Но теперь он уже с трудом разбирает только что написанное, не узнавая собственного почерка.
И вдруг сомнение: а верно ли все это? Откуда во второй формуле греческая буква «тета»? Должна ведь быть «тау»… И корень квадратный не в числителе, а в знаменателе. А почему здесь «постоянная Планка»?
«Нет, что-то тут не так… Явно не так!..»
Холмский в ярости комкает бумагу, бросает ее под стол, вытирает пот со лба. Теперь он уже не в состоянии не только писать, но и связно думать. Сидит некоторое время неподвижно, откинувшись на спинку кресла, отбросив голову назад. Потом встает, расслабленной походкой идет к дивану и почти падает на него…
Снова бешеное мелькание зигзагов осциллограммы перед закрытыми глазами и звенящий в ушах, давящий гул напряженно работающего ускорителя…
Он лежит так почти целый час. Постепенно успокаивается. Встает с дивана, нетвердой походкой идет в ванную и долго умывается холодной водой. Внимательно рассматривает себя в зеркале…
Задумчиво ходит потом по квартире. Останавливается у телефона и несколько минут стоит возле него, прежде чем снять трубку. Но и сняв ее, не набирает номера, а подержав в руках, опускает на рычажки аппарата. И, уже не раздумывая больше, решительно выходит из дому.
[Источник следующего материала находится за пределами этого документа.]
//! Cellular automaton sweep over the occupancy grid.
//!
//! Each cell is tested against the rule table in order; the first matching
//! rule's output replaces the cell, and unmatched cells keep their state.

use serde::{Deserialize, Serialize};

use crate::grid::{Cell, CellPos, Grid};
use crate::rules::RuleTable;

/// Which grid a sweep reads neighbourhoods from
#[derive(Debug, Clone, Copy, PartialEq, Eq, Default, Serialize, Deserialize)]
pub enum SweepMode {
    /// Read a frozen copy of the pre-sweep grid; no cell sees another cell's update
    #[default]
    Snapshot,
    /// Read and write the same grid in one row-major pass, so earlier writes
    /// feed later neighbourhoods
    Live,
}

pub struct CellularAutomaton<'a> {
    rules: &'a RuleTable,
    mode: SweepMode,
}

impl<'a> CellularAutomaton<'a> {
    pub fn new(rules: &'a RuleTable, mode: SweepMode) -> Self {
        Self { rules, mode }
    }

    /// One sweep. Returns the number of cells whose state changed.
    pub fn step(&self, grid: &mut Grid<Cell>) -> usize {
        if self.rules.is_empty() || grid.is_empty() {
            return 0;
        }
        match self.mode {
            SweepMode::Snapshot => {
                let source = grid.clone();
                self.sweep(&source, grid)
            }
            SweepMode::Live => {
                let mut changed = 0;
                for y in 0..grid.height() {
                    for x in 0..grid.width() {
                        let pos = CellPos::new(x as i32, y as i32);
                        if let Some(rule) = self.rules.first_match(grid, pos) {
                            let output = rule.output;
                            if grid.get(pos) != Some(&output) {
                                grid.set(pos, output);
                                changed += 1;
                            }
                        }
                    }
                }
                changed
            }
        }
    }

    fn sweep(&self, source: &Grid<Cell>, target: &mut Grid<Cell>) -> usize {
        let mut changed = 0;
        for (pos, &before) in source.iter() {
            if let Some(rule) = self.rules.first_match(source, pos) {
                if rule.output != before {
                    target.set(pos, rule.output);
                    changed += 1;
                }
            }
        }
        changed
    }

    /// Apply `passes` sweeps, returning the total number of changes
    pub fn run(&self, grid: &mut Grid<Cell>, passes: usize) -> usize {
        let mut total = 0;
        for pass in 0..passes {
            let changed = self.step(grid);
            tracing::debug!(pass, changed, mode = ?self.mode, "automaton sweep");
            total += changed;
        }
        total
    }
}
Расплатившись с шофером у здания психиатрической клиники, Холмский поднимается на второй этаж и идет в кабинет Александра Львовича Гринберга.
— Ба, кого я вижу! — радостно восклицает Александр Львович. — Чем обязан, как говорится?..
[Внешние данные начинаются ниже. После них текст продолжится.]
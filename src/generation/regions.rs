//! Region discovery via stack-based flood fill.
//!
//! Regions are maximal 4-connected groups of Occupied cells. Visited state
//! is tracked in its own `Grid<bool>`; the occupancy grid is only written
//! when undersized regions are cleared at the end.

use std::collections::BTreeSet;

use serde::{Deserialize, Serialize};

use crate::grid::{Cell, CellPos, Grid};

pub type RegionId = usize;

/// 4-connectivity, in push order
const NEIGHBOUR_OFFSETS: [(i32, i32); 4] = [(1, 0), (-1, 0), (0, 1), (0, -1)];

#[derive(Debug, Clone, PartialEq, Eq, Serialize, Deserialize)]
pub struct Region {
    pub id: RegionId,
    /// Member cells in discovery order
    pub cells: Vec<CellPos>,
    /// Bounding-box centre, not the centroid
    pub midpoint: CellPos,
    /// Every region reachable from this one, excluding itself
    pub connects_to: BTreeSet<RegionId>,
}

impl Region {
    pub fn new(id: RegionId, cells: Vec<CellPos>) -> Self {
        let midpoint = bounding_box_midpoint(&cells).unwrap_or(CellPos::new(0, 0));
        Self {
            id,
            cells,
            midpoint,
            connects_to: BTreeSet::new(),
        }
    }

    pub fn len(&self) -> usize {
        self.cells.len()
    }

    pub fn is_empty(&self) -> bool {
        self.cells.is_empty()
    }

    pub fn is_connected_to(&self, other: RegionId) -> bool {
        self.connects_to.contains(&other)
    }

    /// (min, max) corners of the bounding box
    pub fn bounds(&self) -> Option<(CellPos, CellPos)> {
        bounds(&self.cells)
    }
}

fn bounds(cells: &[CellPos]) -> Option<(CellPos, CellPos)> {
    let first = *cells.first()?;
    Some(cells.iter().fold((first, first), |(lo, hi), c| {
        (
            CellPos::new(lo.x.min(c.x), lo.y.min(c.y)),
            CellPos::new(hi.x.max(c.x), hi.y.max(c.y)),
        )
    }))
}

/// `min + (max - min) / 2` per axis, halves rounded to even
pub fn bounding_box_midpoint(cells: &[CellPos]) -> Option<CellPos> {
    let (lo, hi) = bounds(cells)?;
    let half = |lo: i32, hi: i32| lo + ((hi - lo) as f32 / 2.0).round_ties_even() as i32;
    Some(CellPos::new(half(lo.x, hi.x), half(lo.y, hi.y)))
}

/// Result of one region scan
#[derive(Debug, Clone, Default)]
pub struct RegionScan {
    pub regions: Vec<Region>,
    pub discarded_regions: usize,
    pub discarded_cells: usize,
}

pub struct RegionFinder {
    min_region_size: usize,
}

impl RegionFinder {
    pub fn new(min_region_size: usize) -> Self {
        Self { min_region_size }
    }

    /// Partition Occupied cells into regions. Regions smaller than the
    /// minimum size are dropped and their cells set Empty in `grid`.
    pub fn find(&self, grid: &mut Grid<Cell>) -> RegionScan {
        let components = connected_components(grid);
        if components.is_empty() {
            tracing::warn!("no occupied cells to partition into regions");
            return RegionScan::default();
        }

        let mut scan = RegionScan::default();
        for cells in components {
            if cells.len() < self.min_region_size {
                for &pos in &cells {
                    grid.set(pos, Cell::Empty);
                }
                scan.discarded_regions += 1;
                scan.discarded_cells += cells.len();
                continue;
            }
            let id = scan.regions.len();
            scan.regions.push(Region::new(id, cells));
        }

        tracing::info!(
            regions = scan.regions.len(),
            discarded_regions = scan.discarded_regions,
            discarded_cells = scan.discarded_cells,
            min_region_size = self.min_region_size,
            "regions found"
        );
        scan
    }
}

/// All 4-connected components of Occupied cells. Seeds are taken in
/// row-major order; cells within a component are in depth-first pop order.
pub fn connected_components(grid: &Grid<Cell>) -> Vec<Vec<CellPos>> {
    let mut visited = Grid::new(grid.width(), grid.height(), false);
    let mut components = Vec::new();
    let mut stack = Vec::new();

    for seed in grid.occupied_cells() {
        if visited.get(seed).copied().unwrap_or(true) {
            continue;
        }
        visited.set(seed, true);
        stack.push(seed);

        let mut cells = Vec::new();
        while let Some(cur) = stack.pop() {
            cells.push(cur);
            for (dx, dy) in NEIGHBOUR_OFFSETS {
                let next = cur.offset(dx, dy);
                if grid.is_occupied(next) && visited.get(next) == Some(&false) {
                    visited.set(next, true);
                    stack.push(next);
                }
            }
        }
        components.push(cells);
    }
    components
}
— Кладите меня, доктор, на любое свободное место. В крайнем случае и в коридоре полежу, — мрачно произносит Холмский. — И лечите всеми имеющимися в вашем распоряжении средствами. Это сейчас очень нужно не только мне. А в том, что я болен, у меня нет уже больше никаких сомнений. Как физик, я все еще в состоянии клинической смерти…
— Ну, зачем же так мрачно? — пытается обратить все в шутку Александр Львович. — Я ведь психиатр, и, говорят, неплохой, потому лучше вас знаю, больны вы или нет.
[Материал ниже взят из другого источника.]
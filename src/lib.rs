//! Level Generation - Procedural Core Library
//!
//! Builds playable 2D floor layouts and their floor meshes:
//! - Perlin noise thresholded into an occupancy grid
//! - Rule-table cellular automaton for smoothing
//! - Flood-fill region discovery with size filtering
//! - Corridor carving until every region is reachable
//! - Tile-rule mesh assembly (vertices, triangles, UVs)
//! - Debug bitmap export

pub mod config;
pub mod constants;
pub mod error;
pub mod generation;
pub mod grid;
pub mod logging;
pub mod rules;
pub mod visualization;

pub use config::GeneratorConfig;
pub use error::{LevelGenError, Result};
pub use generation::{LevelGenerator, MeshBuffers, Stage, StageOutcome};
pub use grid::{Cell, CellPos, Grid};
pub use rules::{CellCondition, MapRule, RuleAsset, RuleTable, TileRule, TileRuleSet};
pub use visualization::DebugBitmap;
— А где моя память? Почему не могу вспомнить самого главного? Вспоминаю даже то, что казалось давно забытым и во всех подробностях, а то, что было со мной всего три месяца назад…
— Вспомните и это.
— Но когда? А нужно сейчас. Я ведь все знаю. Я слушал радио… И Урусов не отрицает того, что я услышал. Он, правда, делает вид, что они и без меня во всем разберутся, но зачем этот риск? Может быть, прав тогда Чарльз Дэнгард, и они действительно идут на самоубийство?
— Ну зачем же вы так?..
— Только не утешайте меня, пожалуйста, Александр Львович. Я ведь не настоящий сумасшедший и все понимаю, поэтому, может быть, мне так тяжело… Сегодня, казалось, вспомнил, наконец, самое главное, а как только сел за бумагу — все смешалось. А ведь до этого такая светлая была голова! В разговоре с Урусовым вспомнил даже афоризм, приписываемый Будде, так как он напоминает манипуляцию восемью квантовыми числами новой системы симметрии, называемой восьмеричным способом. Все это имеет отношение к трактату Урусова о сверхмультиплетах.
— Мультиплеты, мультиплеты… — задумчиво произносит доктор Гринберг. — Это что-то, имеющее отношение к нуклонам атомного ядра? А что за афоризм Будды? Может быть, вы его и сейчас помните?
— Нет, сейчас уже не вспомню… Хотя, постойте… Вспомнил! «Вот вам, о монахи, та благородная истина, которая показывает, как избавиться от страданий. К этой цели ведут восемь достойных путей: справедливое представление, справедливое намерение, справедливая речь, справедливое действие, справедливая жизнь, справедливое усилие, справедливое внимание и справедливая сосредоточенность».